Mlliyet Milliyet Blog Milliyet Blog
 
Facebook Connect
Blog Kategorileri
 

05 Kasım '07

 
Kategori
Aile
 

Işıklar sönmüşken yolunu bulabiliyorsan o ev senindir

Işıklar sönmüşken yolunu bulabiliyorsan o ev senindir
 

Evler vardır; akşam olup sokağa girdiğin anda gözünün pencereye iliştiği, hayal meyal gölgelerin dolaştığı pencere önünde sardunya saksılarının rengarenk dizelendiği.

Ziline bastığın anda şıkır şıkır terlik sesini ile birlikte, sevgi dolu bir ses sorar kim o? “aç benim hayatım” , terlikler elinde sevgili eşin “hoş geldin” derken yanağına özlendiğine dair kocaman bir öpücük kondurur, içerden dolu dolu bir babam gelmiş çığlığı ile koşturan çocuklar sökün eder…
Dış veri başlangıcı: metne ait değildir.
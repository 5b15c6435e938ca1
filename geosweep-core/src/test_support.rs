//! Test-only, in-memory entity store used by unit and behaviour tests.

use crate::entity::{City, Country, SearchQuery, State, TargetCountry, Zip};
use crate::page::PageState;
use crate::seed::SeedBatches;
use crate::session::{NewSession, Session, StepRefs};
use crate::store::{EntityStore, StoreError};

/// In-memory [`EntityStore`] implementation.
///
/// Mirrors the SQLite store's insert-if-absent and single-active-session
/// semantics with plain vectors; intended only for small test datasets.
#[derive(Debug, Default)]
pub struct MemoryStore {
    countries: Vec<Country>,
    states: Vec<State>,
    cities: Vec<City>,
    zips: Vec<Zip>,
    queries: Vec<SearchQuery>,
    sessions: Vec<Session>,
    next_row_id: i64,
}

impl MemoryStore {
    fn next_id(&mut self) -> i64 {
        self.next_row_id += 1;
        self.next_row_id
    }
}

impl EntityStore for MemoryStore {
    fn countries(&self, target: &TargetCountry) -> Result<Vec<Country>, StoreError> {
        Ok(self
            .countries
            .iter()
            .filter(|c| match target {
                TargetCountry::All => true,
                TargetCountry::Only(code) => &c.code == code,
            })
            .cloned()
            .collect())
    }

    fn states_in(&self, country_codes: &[String]) -> Result<Vec<State>, StoreError> {
        Ok(self
            .states
            .iter()
            .filter(|s| country_codes.contains(&s.country_code))
            .cloned()
            .collect())
    }

    fn cities_in(&self, country_codes: &[String]) -> Result<Vec<City>, StoreError> {
        Ok(self
            .cities
            .iter()
            .filter(|c| country_codes.contains(&c.country_code))
            .cloned()
            .collect())
    }

    fn zips_in(&self, country_codes: &[String]) -> Result<Vec<Zip>, StoreError> {
        Ok(self
            .zips
            .iter()
            .filter(|z| country_codes.contains(&z.country_code))
            .cloned()
            .collect())
    }

    fn queries(&self) -> Result<Vec<SearchQuery>, StoreError> {
        Ok(self.queries.clone())
    }

    fn add_countries(&mut self, countries: &[Country], external: bool) -> Result<(), StoreError> {
        for country in countries {
            if self.countries.iter().any(|c| c.code == country.code) {
                continue;
            }
            self.countries.push(Country {
                external,
                ..country.clone()
            });
        }
        Ok(())
    }

    fn add_states(&mut self, states: &[State], external: bool) -> Result<(), StoreError> {
        for state in states {
            if self
                .states
                .iter()
                .any(|s| s.code == state.code && s.country_code == state.country_code)
            {
                continue;
            }
            self.states.push(State {
                external,
                ..state.clone()
            });
        }
        Ok(())
    }

    fn add_cities(&mut self, cities: &[City], external: bool) -> Result<(), StoreError> {
        for city in cities {
            if self.cities.iter().any(|c| {
                c.name == city.name
                    && c.state_code == city.state_code
                    && c.country_code == city.country_code
            }) {
                continue;
            }
            let id = Some(self.next_id());
            self.cities.push(City {
                id,
                external,
                ..city.clone()
            });
        }
        Ok(())
    }

    fn add_zips(&mut self, zips: &[Zip], external: bool) -> Result<(), StoreError> {
        for zip in zips {
            if self
                .zips
                .iter()
                .any(|z| z.code == zip.code && z.country_code == zip.country_code)
            {
                continue;
            }
            let id = Some(self.next_id());
            self.zips.push(Zip {
                id,
                external,
                ..zip.clone()
            });
        }
        Ok(())
    }

    fn add_queries(&mut self, queries: &[SearchQuery], external: bool) -> Result<(), StoreError> {
        for query in queries {
            if self.queries.iter().any(|q| q.text == query.text) {
                continue;
            }
            let id = Some(self.next_id());
            self.queries.push(SearchQuery {
                id,
                external,
                ..query.clone()
            });
        }
        Ok(())
    }

    fn clear_queries(&mut self) -> Result<(), StoreError> {
        self.queries.retain(|q| !q.external);
        Ok(())
    }

    fn country_count(&self) -> Result<u64, StoreError> {
        Ok(self.countries.len() as u64)
    }

    fn seed_entities(&mut self, batches: &SeedBatches) -> Result<(), StoreError> {
        self.add_countries(&batches.countries, false)?;
        self.add_states(&batches.states, false)?;
        self.add_cities(&batches.cities, false)?;
        self.add_zips(&batches.zips, false)
    }

    fn active_session(&self) -> Result<Option<Session>, StoreError> {
        Ok(self.sessions.iter().find(|s| !s.completed).cloned())
    }

    fn all_sessions(&self) -> Result<Vec<Session>, StoreError> {
        Ok(self.sessions.clone())
    }

    fn save_session(&mut self, session: &NewSession) -> Result<i64, StoreError> {
        let id = self.next_id();
        self.sessions.push(Session {
            id,
            format: session.format,
            country_code: session.country_code.clone(),
            query_id: session.query_id,
            zip_id: session.zip_id,
            city_id: session.city_id,
            state_code: session.state_code.clone(),
            page: session.page.clone(),
            completed: false,
            external: session.external,
        });
        Ok(id)
    }

    fn update_session_page(&mut self, id: i64, page: &PageState) -> Result<(), StoreError> {
        if let Some(session) = self.sessions.iter_mut().find(|s| s.id == id) {
            session.page = page.clone();
        }
        Ok(())
    }

    fn complete_session(&mut self, id: i64) -> Result<(), StoreError> {
        if let Some(session) = self.sessions.iter_mut().find(|s| s.id == id) {
            session.completed = true;
            session.page = PageState::Completed;
        }
        Ok(())
    }

    fn mark_used(&mut self, refs: &StepRefs) -> Result<(), StoreError> {
        if let Some(code) = &refs.country_code {
            for country in self.countries.iter_mut().filter(|c| &c.code == code) {
                country.used = true;
            }
        }
        if let Some(id) = refs.query_id {
            for query in self.queries.iter_mut().filter(|q| q.id == Some(id)) {
                query.used = true;
            }
        }
        if let Some(id) = refs.zip_id {
            for zip in self.zips.iter_mut().filter(|z| z.id == Some(id)) {
                zip.used = true;
            }
        }
        if let Some(id) = refs.city_id {
            for city in self.cities.iter_mut().filter(|c| c.id == Some(id)) {
                city.used = true;
            }
        }
        if let (Some(state_code), Some(country_code)) = (&refs.state_code, &refs.country_code) {
            for state in self
                .states
                .iter_mut()
                .filter(|s| &s.code == state_code && &s.country_code == country_code)
            {
                state.used = true;
            }
        }
        Ok(())
    }

    fn reset_sessions(&mut self) -> Result<(), StoreError> {
        self.sessions.clear();
        Ok(())
    }

    fn reset_all(&mut self) -> Result<(), StoreError> {
        self.sessions.clear();
        for country in &mut self.countries {
            country.used = false;
        }
        for state in &mut self.states {
            state.used = false;
        }
        for city in &mut self.cities {
            city.used = false;
        }
        for zip in &mut self.zips {
            zip.used = false;
        }
        for query in &mut self.queries {
            query.used = false;
        }
        Ok(())
    }
}
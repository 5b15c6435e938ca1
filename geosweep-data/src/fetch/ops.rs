//! Assembly of the seed dataset from the remote listings and archives.

use std::collections::BTreeMap;
use std::io::{Cursor, Read};

use serde::Deserialize;

use geosweep_core::SeedData;

use super::postal::{archive_names, parse_archive_entry};
use super::source::DatasetSource;
use super::{FetchError, TransportError};

#[derive(Debug, Deserialize)]
struct CountryRecord {
    name: String,
    iso2: String,
}

#[derive(Debug, Deserialize)]
struct CityRecord {
    name: String,
    #[serde(default)]
    state_code: String,
    #[serde(default)]
    state_name: String,
    country_code: String,
}

/// Download the geographic listings and postal archives and normalise them
/// into a [`SeedData`].
///
/// Postal codes are fetched for `postal_countries`; countries whose archive
/// cannot be parsed into at least one valid code are left out of the zip
/// map. Cities with a blank state code are skipped, as are cities whose
/// country is absent from the country listing.
pub async fn build_seed_data<S: DatasetSource + ?Sized>(
    source: &S,
    postal_countries: &[String],
) -> Result<SeedData, FetchError> {
    let mut seed = SeedData::default();

    log::info!("downloading country listing");
    let bytes = source
        .fetch_country_listing()
        .await
        .map_err(|source| FetchError::CountryListing { source })?;
    let countries: Vec<CountryRecord> =
        serde_json::from_slice(&bytes).map_err(|source| FetchError::ParseCountries { source })?;
    for country in &countries {
        let key = format!("{}#{}", country.iso2.to_uppercase(), country.name);
        seed.city_data.insert(key, BTreeMap::new());
    }
    log::info!("indexed {} countries", countries.len());

    log::info!("downloading city listing");
    let bytes = source
        .fetch_city_listing()
        .await
        .map_err(|source| FetchError::CityListing { source })?;
    let cities: Vec<CityRecord> =
        serde_json::from_slice(&bytes).map_err(|source| FetchError::ParseCities { source })?;
    merge_cities(&mut seed, &cities);

    for country in postal_countries {
        let (archive, entry) = archive_names(country);
        log::info!("downloading postal codes for {country}");
        let bytes = fetch_archive(source, &archive, country).await?;
        let data = extract_entry(&bytes, &entry, country)?;
        let codes = parse_archive_entry(&data, country);
        log::info!("parsed {} postal codes for {country}", codes.len());
        if !codes.is_empty() {
            seed.zip_data.insert(country.clone(), codes);
        }
    }

    Ok(seed)
}

async fn fetch_archive<S: DatasetSource + ?Sized>(
    source: &S,
    archive: &str,
    country: &str,
) -> Result<Vec<u8>, FetchError> {
    source
        .fetch_postal_archive(archive)
        .await
        .map_err(|source: TransportError| FetchError::PostalArchive {
            country: country.to_owned(),
            source,
        })
}

fn merge_cities(seed: &mut SeedData, cities: &[CityRecord]) {
    for city in cities {
        let country_code = city.country_code.trim().to_uppercase();
        let state_code = city.state_code.trim().to_uppercase();
        if state_code.is_empty() {
            continue;
        }

        let country_prefix = format!("{country_code}#");
        let Some(states) = seed
            .city_data
            .iter_mut()
            .find_map(|(key, states)| key.starts_with(&country_prefix).then_some(states))
        else {
            continue;
        };

        let state_prefix = format!("{state_code}##");
        let state_key = states
            .keys()
            .find(|key| key.starts_with(&state_prefix))
            .cloned()
            .unwrap_or_else(|| format!("{state_code}##{}", city.state_name));
        states.entry(state_key).or_default().push(city.name.clone());
    }
}

fn extract_entry(bytes: &[u8], entry: &str, country: &str) -> Result<String, FetchError> {
    let mut archive =
        zip::ZipArchive::new(Cursor::new(bytes)).map_err(|source| FetchError::OpenArchive {
            country: country.to_owned(),
            source,
        })?;
    let mut file = match archive.by_name(entry) {
        Ok(file) => file,
        Err(zip::result::ZipError::FileNotFound) => {
            return Err(FetchError::MissingArchiveEntry {
                country: country.to_owned(),
                entry: entry.to_owned(),
            });
        }
        Err(source) => {
            return Err(FetchError::OpenArchive {
                country: country.to_owned(),
                source,
            });
        }
    };
    let mut data = String::new();
    file.read_to_string(&mut data)
        .map_err(|source| FetchError::ReadArchiveEntry {
            country: country.to_owned(),
            entry: entry.to_owned(),
            source,
        })?;
    Ok(data)
}

#[cfg(test)]
mod tests {
    use super::super::StubSource;
    use super::*;
    use rstest::{fixture, rstest};

    fn owned(values: &[&str]) -> Vec<String> {
        values.iter().map(|v| (*v).to_owned()).collect()
    }

    #[fixture]
    fn stub() -> StubSource {
        let countries = br#"[
            {"id": 1, "name": "United States", "iso2": "US", "iso3": "USA"},
            {"id": 2, "name": "Germany", "iso2": "DE", "iso3": "DEU"}
        ]"#
        .to_vec();
        let cities = br#"[
            {"name": "Los Angeles", "state_code": "CA", "state_name": "California", "country_code": "US"},
            {"name": "San Diego", "state_code": "CA", "state_name": "California", "country_code": "US"},
            {"name": "Stateless", "state_code": "", "state_name": "", "country_code": "US"},
            {"name": "Berlin", "state_code": "BE", "state_name": "Berlin", "country_code": "DE"},
            {"name": "Atlantis", "state_code": "AT", "state_name": "Atlantis", "country_code": "XX"}
        ]"#
        .to_vec();
        let mut stub = StubSource::new(countries, cities);
        stub.add_archive(
            "US.zip",
            StubSource::zip_archive("US.txt", "US\t90001\tLos Angeles\nUS\t90001\tdup\n"),
        );
        stub
    }

    #[rstest]
    fn assembles_the_seed_dataset(stub: StubSource) {
        let runtime = tokio::runtime::Builder::new_current_thread()
            .build()
            .expect("build runtime");
        let seed = runtime
            .block_on(build_seed_data(&stub, &owned(&["US"])))
            .expect("build seed data");

        let states = seed
            .city_data
            .get("US#United States")
            .expect("US entry exists");
        assert_eq!(
            states.get("CA##California").map(Vec::as_slice),
            Some(&["Los Angeles".to_owned(), "San Diego".to_owned()][..])
        );
        // The stateless city and the unknown country were skipped.
        assert_eq!(states.len(), 1);
        assert!(seed.city_data.contains_key("DE#Germany"));

        assert_eq!(
            seed.zip_data.get("US").map(Vec::as_slice),
            Some(&["90001".to_owned()][..])
        );
    }

    #[rstest]
    fn missing_archive_entry_is_an_error(mut stub: StubSource) {
        stub.add_archive(
            "DE.zip",
            StubSource::zip_archive("WRONG.txt", "DE\t10115\tBerlin\n"),
        );
        let runtime = tokio::runtime::Builder::new_current_thread()
            .build()
            .expect("build runtime");
        let err = runtime
            .block_on(build_seed_data(&stub, &owned(&["DE"])))
            .expect_err("missing entry should fail");
        assert!(matches!(err, FetchError::MissingArchiveEntry { .. }));
    }

    #[rstest]
    fn corrupt_archive_is_an_error(mut stub: StubSource) {
        stub.add_archive("DE.zip", b"not a zip".to_vec());
        let runtime = tokio::runtime::Builder::new_current_thread()
            .build()
            .expect("build runtime");
        let err = runtime
            .block_on(build_seed_data(&stub, &owned(&["DE"])))
            .expect_err("corrupt archive should fail");
        assert!(matches!(err, FetchError::OpenArchive { .. }));
    }

    #[rstest]
    fn malformed_listing_is_an_error() {
        let broken = StubSource::new(b"not json".to_vec(), Vec::new());
        let runtime = tokio::runtime::Builder::new_current_thread()
            .build()
            .expect("build runtime");
        let err = runtime
            .block_on(build_seed_data(&broken, &[]))
            .expect_err("malformed listing should fail");
        assert!(matches!(err, FetchError::ParseCountries { .. }));
    }
}
fn raw_session_from_row(row: &Row<'_>) -> rusqlite::Result<RawSession> {
    Ok(RawSession {
        id: row.get(0)?,
        format: row.get(1)?,
        country_code: row.get(2)?,
        query_id: row.get(3)?,
        zip_id: row.get(4)?,
        city_id: row.get(5)?,
        state_code: row.get(6)?,
        page: row.get(7)?,
        completed: row.get(8)?,
        external: row.get(9)?,
    })
}

fn decode_session(raw: RawSession) -> Result<Session, StoreError> {
    let format = NavFormat::from_str(&raw.format).map_err(|_| StoreError::CorruptSession {
        id: raw.id,
        value: raw.format.clone(),
    })?;
    Ok(Session {
        id: raw.id,
        format,
        country_code: raw.country_code,
        query_id: raw.query_id,
        zip_id: raw.zip_id,
        city_id: raw.city_id,
        state_code: raw.state_code,
        page: PageState::from_column(raw.page.as_deref()),
        completed: raw.completed,
        external: raw.external,
    })
}

const SESSION_COLUMNS: &str =
    "id, format, country_code, query_id, zip_id, city_id, state_code, page, completed, external";

fn insert_countries(
    connection: &Connection,
    countries: &[Country],
    external: bool,
) -> Result<(), StoreError> {
    if countries.is_empty() {
        return Ok(());
    }
    let mut statement = connection
        .prepare_cached(
            "INSERT OR IGNORE INTO countries (code, name, used, external)
             VALUES (?1, ?2, ?3, ?4)",
        )
        .map_err(|source| StoreError::backend("prepare country insert", source))?;
    for country in countries {
        statement
            .execute(params![country.code, country.name, country.used, external])
            .map_err(|source| StoreError::backend("insert country", source))?;
    }
    Ok(())
}

fn insert_states(
    connection: &Connection,
    states: &[State],
    external: bool,
) -> Result<(), StoreError> {
    if states.is_empty() {
        return Ok(());
    }
    let mut statement = connection
        .prepare_cached(
            "INSERT OR IGNORE INTO states (code, name, country_code, used, external)
             VALUES (?1, ?2, ?3, ?4, ?5)",
        )
        .map_err(|source| StoreError::backend("prepare state insert", source))?;
    for state in states {
        statement
            .execute(params![
                state.code,
                state.name,
                state.country_code,
                state.used,
                external
            ])
            .map_err(|source| StoreError::backend("insert state", source))?;
    }
    Ok(())
}

fn insert_cities(
    connection: &Connection,
    cities: &[City],
    external: bool,
) -> Result<(), StoreError> {
    if cities.is_empty() {
        return Ok(());
    }
    let mut statement = connection
        .prepare_cached(
            "INSERT OR IGNORE INTO cities
                 (name, state_code, country_code, county, used, external)
             VALUES (?1, ?2, ?3, ?4, ?5, ?6)",
        )
        .map_err(|source| StoreError::backend("prepare city insert", source))?;
    for city in cities {
        statement
            .execute(params![
                city.name,
                city.state_code,
                city.country_code,
                city.county,
                city.used,
                external
            ])
            .map_err(|source| StoreError::backend("insert city", source))?;
    }
    Ok(())
}

fn insert_zips(connection: &Connection, zips: &[Zip], external: bool) -> Result<(), StoreError> {
    if zips.is_empty() {
        return Ok(());
    }
    let mut statement = connection
        .prepare_cached(
            "INSERT OR IGNORE INTO zips (code, country_code, used, external)
             VALUES (?1, ?2, ?3, ?4)",
        )
        .map_err(|source| StoreError::backend("prepare zip insert", source))?;
    for zip in zips {
        statement
            .execute(params![zip.code, zip.country_code, zip.used, external])
            .map_err(|source| StoreError::backend("insert zip", source))?;
    }
    Ok(())
}

fn insert_queries(
    connection: &Connection,
    queries: &[SearchQuery],
    external: bool,
) -> Result<(), StoreError> {
    if queries.is_empty() {
        return Ok(());
    }
    let mut statement = connection
        .prepare_cached(
            "INSERT OR IGNORE INTO queries (text, used, external) VALUES (?1, ?2, ?3)",
        )
        .map_err(|source| StoreError::backend("prepare query insert", source))?;
    for query in queries {
        statement
            .execute(params![query.text, query.used, external])
            .map_err(|source| StoreError::backend("insert query", source))?;
    }
    Ok(())
}

fn apply_mark_used(connection: &Connection, refs: &StepRefs) -> Result<(), StoreError> {
    if let Some(country_code) = &refs.country_code {
        connection
            .execute(
                "UPDATE countries SET used = 1 WHERE code = ?1",
                params![country_code],
            )
            .map_err(|source| StoreError::backend("mark country used", source))?;
    }
    if let Some(query_id) = refs.query_id {
        connection
            .execute("UPDATE queries SET used = 1 WHERE id = ?1", params![query_id])
            .map_err(|source| StoreError::backend("mark query used", source))?;
    }
    if let Some(zip_id) = refs.zip_id {
        connection
            .execute("UPDATE zips SET used = 1 WHERE id = ?1", params![zip_id])
            .map_err(|source| StoreError::backend("mark zip used", source))?;
    }
    if let Some(city_id) = refs.city_id {
        connection
            .execute("UPDATE cities SET used = 1 WHERE id = ?1", params![city_id])
            .map_err(|source| StoreError::backend("mark city used", source))?;
    }
    if let (Some(state_code), Some(country_code)) = (&refs.state_code, &refs.country_code) {
        connection
            .execute(
                "UPDATE states SET used = 1 WHERE code = ?1 AND country_code = ?2",
                params![state_code, country_code],
            )
            .map_err(|source| StoreError::backend("mark state used", source))?;
    }
    Ok(())
}

fn insert_session(connection: &Connection, session: &NewSession) -> Result<i64, StoreError> {
    let page = session
        .page
        .to_column()
        .map_err(|source| StoreError::EncodePage { source })?;
    connection
        .execute(
            "INSERT INTO nav_sessions
                 (format, country_code, query_id, zip_id, city_id, state_code,
                  page, completed, external)
             VALUES (?1, ?2, ?3, ?4, ?5, ?6, ?7, 0, ?8)",
            params![
                session.format.as_str(),
                session.country_code,
                session.query_id,
                session.zip_id,
                session.city_id,
                session.state_code,
                page,
                session.external
            ],
        )
        .map_err(|source| StoreError::backend("insert session", source))?;
    Ok(connection.last_insert_rowid())
}
//! Geographic and search-term entities consumed by the sequence expander.
//!
//! Constructors validate required fields up front so bulk-add operations can
//! reject a whole batch before anything is written to the backing store.

use serde::{Deserialize, Serialize};
use thiserror::Error;

/// Errors returned by entity constructors.
#[derive(Debug, Error, PartialEq, Eq)]
pub enum EntityError {
    /// A required field was empty.
    #[error("all {entity} records must have a non-empty {field}")]
    MissingField {
        /// Entity kind the record belongs to.
        entity: &'static str,
        /// Name of the empty field.
        field: &'static str,
    },
}

fn require(
    entity: &'static str,
    field: &'static str,
    value: &str,
) -> Result<(), EntityError> {
    if value.trim().is_empty() {
        return Err(EntityError::MissingField { entity, field });
    }
    Ok(())
}

/// A country, keyed by its two-letter code.
///
/// # Examples
///
/// ```
/// use geosweep_core::Country;
///
/// # fn main() -> Result<(), geosweep_core::EntityError> {
/// let country = Country::new("US", "United States")?;
/// assert_eq!(country.code, "US");
/// assert!(!country.used);
/// # Ok(())
/// # }
/// ```
#[derive(Debug, Clone, PartialEq, Eq, Serialize, Deserialize)]
pub struct Country {
    /// Two-letter country code.
    pub code: String,
    /// Display name.
    pub name: String,
    /// Whether a step for this country has been consumed.
    pub used: bool,
    /// Whether the record was user-added rather than bulk-loaded.
    pub external: bool,
}

impl Country {
    /// Validates and constructs a [`Country`].
    pub fn new(code: impl Into<String>, name: impl Into<String>) -> Result<Self, EntityError> {
        let code = code.into();
        let name = name.into();
        require("country", "code", &code)?;
        require("country", "name", &name)?;
        Ok(Self {
            code,
            name,
            used: false,
            external: false,
        })
    }
}

/// A state or province, keyed by `(code, country_code)`.
#[derive(Debug, Clone, PartialEq, Eq, Serialize, Deserialize)]
pub struct State {
    /// State code, unique within its country.
    pub code: String,
    /// Display name.
    pub name: String,
    /// Owning country code.
    pub country_code: String,
    /// Whether a step for this state has been consumed.
    pub used: bool,
    /// Whether the record was user-added rather than bulk-loaded.
    pub external: bool,
}

impl State {
    /// Validates and constructs a [`State`].
    pub fn new(
        code: impl Into<String>,
        name: impl Into<String>,
        country_code: impl Into<String>,
    ) -> Result<Self, EntityError> {
        let code = code.into();
        let name = name.into();
        let country_code = country_code.into();
        require("state", "code", &code)?;
        require("state", "name", &name)?;
        require("state", "country code", &country_code)?;
        Ok(Self {
            code,
            name,
            country_code,
            used: false,
            external: false,
        })
    }
}

/// A city within a state, with an optional county.
#[derive(Debug, Clone, PartialEq, Eq, Serialize, Deserialize)]
pub struct City {
    /// Surrogate identifier assigned by the store; `None` until persisted.
    pub id: Option<i64>,
    /// City name, unique within `(state_code, country_code)`.
    pub name: String,
    /// Code of the state the city belongs to.
    pub state_code: String,
    /// Owning country code.
    pub country_code: String,
    /// County the city belongs to, when known.
    pub county: Option<String>,
    /// Whether a step for this city has been consumed.
    pub used: bool,
    /// Whether the record was user-added rather than bulk-loaded.
    pub external: bool,
}

impl City {
    /// Validates and constructs a [`City`].
    pub fn new(
        name: impl Into<String>,
        state_code: impl Into<String>,
        country_code: impl Into<String>,
    ) -> Result<Self, EntityError> {
        let name = name.into();
        let state_code = state_code.into();
        let country_code = country_code.into();
        require("city", "name", &name)?;
        require("city", "state code", &state_code)?;
        require("city", "country code", &country_code)?;
        Ok(Self {
            id: None,
            name,
            state_code,
            country_code,
            county: None,
            used: false,
            external: false,
        })
    }

    /// Attach a county to the city.
    #[must_use]
    pub fn with_county(mut self, county: impl Into<String>) -> Self {
        self.county = Some(county.into());
        self
    }
}

/// A postal code scoped to a country.
#[derive(Debug, Clone, PartialEq, Eq, Serialize, Deserialize)]
pub struct Zip {
    /// Surrogate identifier assigned by the store; `None` until persisted.
    pub id: Option<i64>,
    /// Postal code, unique within its country.
    pub code: String,
    /// Owning country code.
    pub country_code: String,
    /// Whether a step for this postal code has been consumed.
    pub used: bool,
    /// Whether the record was user-added rather than bulk-loaded.
    pub external: bool,
}

impl Zip {
    /// Validates and constructs a [`Zip`].
    pub fn new(
        code: impl Into<String>,
        country_code: impl Into<String>,
    ) -> Result<Self, EntityError> {
        let code = code.into();
        let country_code = country_code.into();
        require("zip", "code", &code)?;
        require("zip", "country code", &country_code)?;
        Ok(Self {
            id: None,
            code,
            country_code,
            used: false,
            external: false,
        })
    }
}

/// A free-text search term, orthogonal to geography.
#[derive(Debug, Clone, PartialEq, Eq, Serialize, Deserialize)]
pub struct SearchQuery {
    /// Surrogate identifier assigned by the store; `None` until persisted.
    pub id: Option<i64>,
    /// The search term; unique across the store.
    pub text: String,
    /// Whether a step for this query has been consumed.
    pub used: bool,
    /// Whether the record was user-added rather than bulk-loaded.
    pub external: bool,
}

impl SearchQuery {
    /// Validates and constructs a [`SearchQuery`].
    pub fn new(text: impl Into<String>) -> Result<Self, EntityError> {
        let text = text.into();
        require("query", "text", &text)?;
        Ok(Self {
            id: None,
            text,
            used: false,
            external: false,
        })
    }
}

/// Restricts entity loading and expansion to one country or all of them.
///
/// # Examples
///
/// ```
/// use geosweep_core::TargetCountry;
///
/// assert_eq!(TargetCountry::parse("all"), TargetCountry::All);
/// assert_eq!(TargetCountry::parse("us"), TargetCountry::Only("US".into()));
/// ```
#[derive(Debug, Clone, PartialEq, Eq, Serialize, Deserialize)]
pub enum TargetCountry {
    /// Expand every stored country.
    All,
    /// Expand a single country identified by its two-letter code.
    Only(String),
}

impl TargetCountry {
    /// Parse a target from its textual form; `"all"` (case-insensitive)
    /// selects every country, anything else is treated as a country code.
    #[must_use]
    pub fn parse(value: &str) -> Self {
        if value.eq_ignore_ascii_case("all") {
            Self::All
        } else {
            Self::Only(value.to_ascii_uppercase())
        }
    }
}

impl std::fmt::Display for TargetCountry {
    fn fmt(&self, f: &mut std::fmt::Formatter<'_>) -> std::fmt::Result {
        match self {
            Self::All => f.write_str("all"),
            Self::Only(code) => f.write_str(code),
        }
    }
}

#[cfg(test)]
mod tests {
    use super::*;
    use rstest::rstest;

    #[rstest]
    fn country_requires_code_and_name() {
        assert!(Country::new("", "United States").is_err());
        assert!(Country::new("US", " ").is_err());
        assert!(Country::new("US", "United States").is_ok());
    }

    #[rstest]
    #[case("", "California", "US")]
    #[case("CA", "", "US")]
    #[case("CA", "California", "")]
    fn state_rejects_empty_fields(#[case] code: &str, #[case] name: &str, #[case] country: &str) {
        assert!(State::new(code, name, country).is_err());
    }

    #[rstest]
    fn city_carries_optional_county() {
        let city = City::new("Los Angeles", "CA", "US")
            .map(|c| c.with_county("Los Angeles County"));
        assert_eq!(
            city.as_ref().map(|c| c.county.as_deref()),
            Ok(Some("Los Angeles County"))
        );
    }

    #[rstest]
    fn query_rejects_blank_text() {
        let result = SearchQuery::new("   ");
        assert_eq!(
            result,
            Err(EntityError::MissingField {
                entity: "query",
                field: "text",
            })
        );
    }

    #[rstest]
    #[case("all", TargetCountry::All)]
    #[case("ALL", TargetCountry::All)]
    #[case("de", TargetCountry::Only("DE".into()))]
    fn target_parses(#[case] input: &str, #[case] expected: TargetCountry) {
        assert_eq!(TargetCountry::parse(input), expected);
    }
}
Nazlanırsın tüm babalar gibi, “çok yoruldum çok” dersin. Mis gibi kokular gelir burnuna “acıktım kurtlar gibi dersin” atarsın kendini koltuğa.

Evler vardır; sokağa girdiğin anda simsiyaha börünmüşlüğü ile dikkat çekmeyen pencere önündeki çiçeklerin solduğu.
Anahtarını çıkarır açarsın, sadece karşı dairedeki meraklı bir çift göz dışında kimse fark etmez geldiğini. Perdeler kapalı ev kimsesiz, buz gibi...

Evler vardır; her gece soğuk selamsız iki çift gölgenin üstüne, bir mezar taşı gibi kapanır kapısı...Ne ses gelir ne nefes, ruhu yoktur ne evin ne yaşayanlarının.
Evler vardır; sofrası kurulmayan, yarım ısıtılmış bayat pilavdan bir küçük domatesten medet umarak yemek niyetine ayaküstü birkaç kaşıkla bir iki ısırıkla tamamlanan hemen kahveye koşulan, kimselerin fark dilemiği...

Evler vardır; penceresinin kırık camına yastık tıkılmış, küçücük bir odada yedi sekiz nüfus, nefesleri ile ısınan kirli bir yorgan altında titreyen çocuklar ve gözü yaşlı yaşı otuzunu sürerken ellisinde gösteren kadın ve gözlerindeki umutsuzluğu gördüğün...

Evler vardır; "sobası tüten ve bir türlü yanmayan, ve duvarda kimbilir kimin verdiği unutulan akrep ve yelkovanın çalışmayı bıraktığı saati olan evler..."

Evler vardır; oda kapıları bitmeyen bir sinir patlamasıyla çarpılarak vurulur; taşla bir yılan başı eziyormuş gibi çarpılarak konur tabakları, bardakları masaya. Suratı sirke satan kimbilir kimin evinde gördüğü bir eşyayı kıskanarak evin beyine çarparak, vurarak mesaj vermeğe çalışan...

Evler vardır; sıcacıktır. neşe içinde oturmuştur tüm aile sofraya, perdeleri açıktır, avizeden hoş pırıltılar yayılırken müzik setinden dışarıya yumuşacık bir kadın sesi sevgi şarkıları söylemektedir.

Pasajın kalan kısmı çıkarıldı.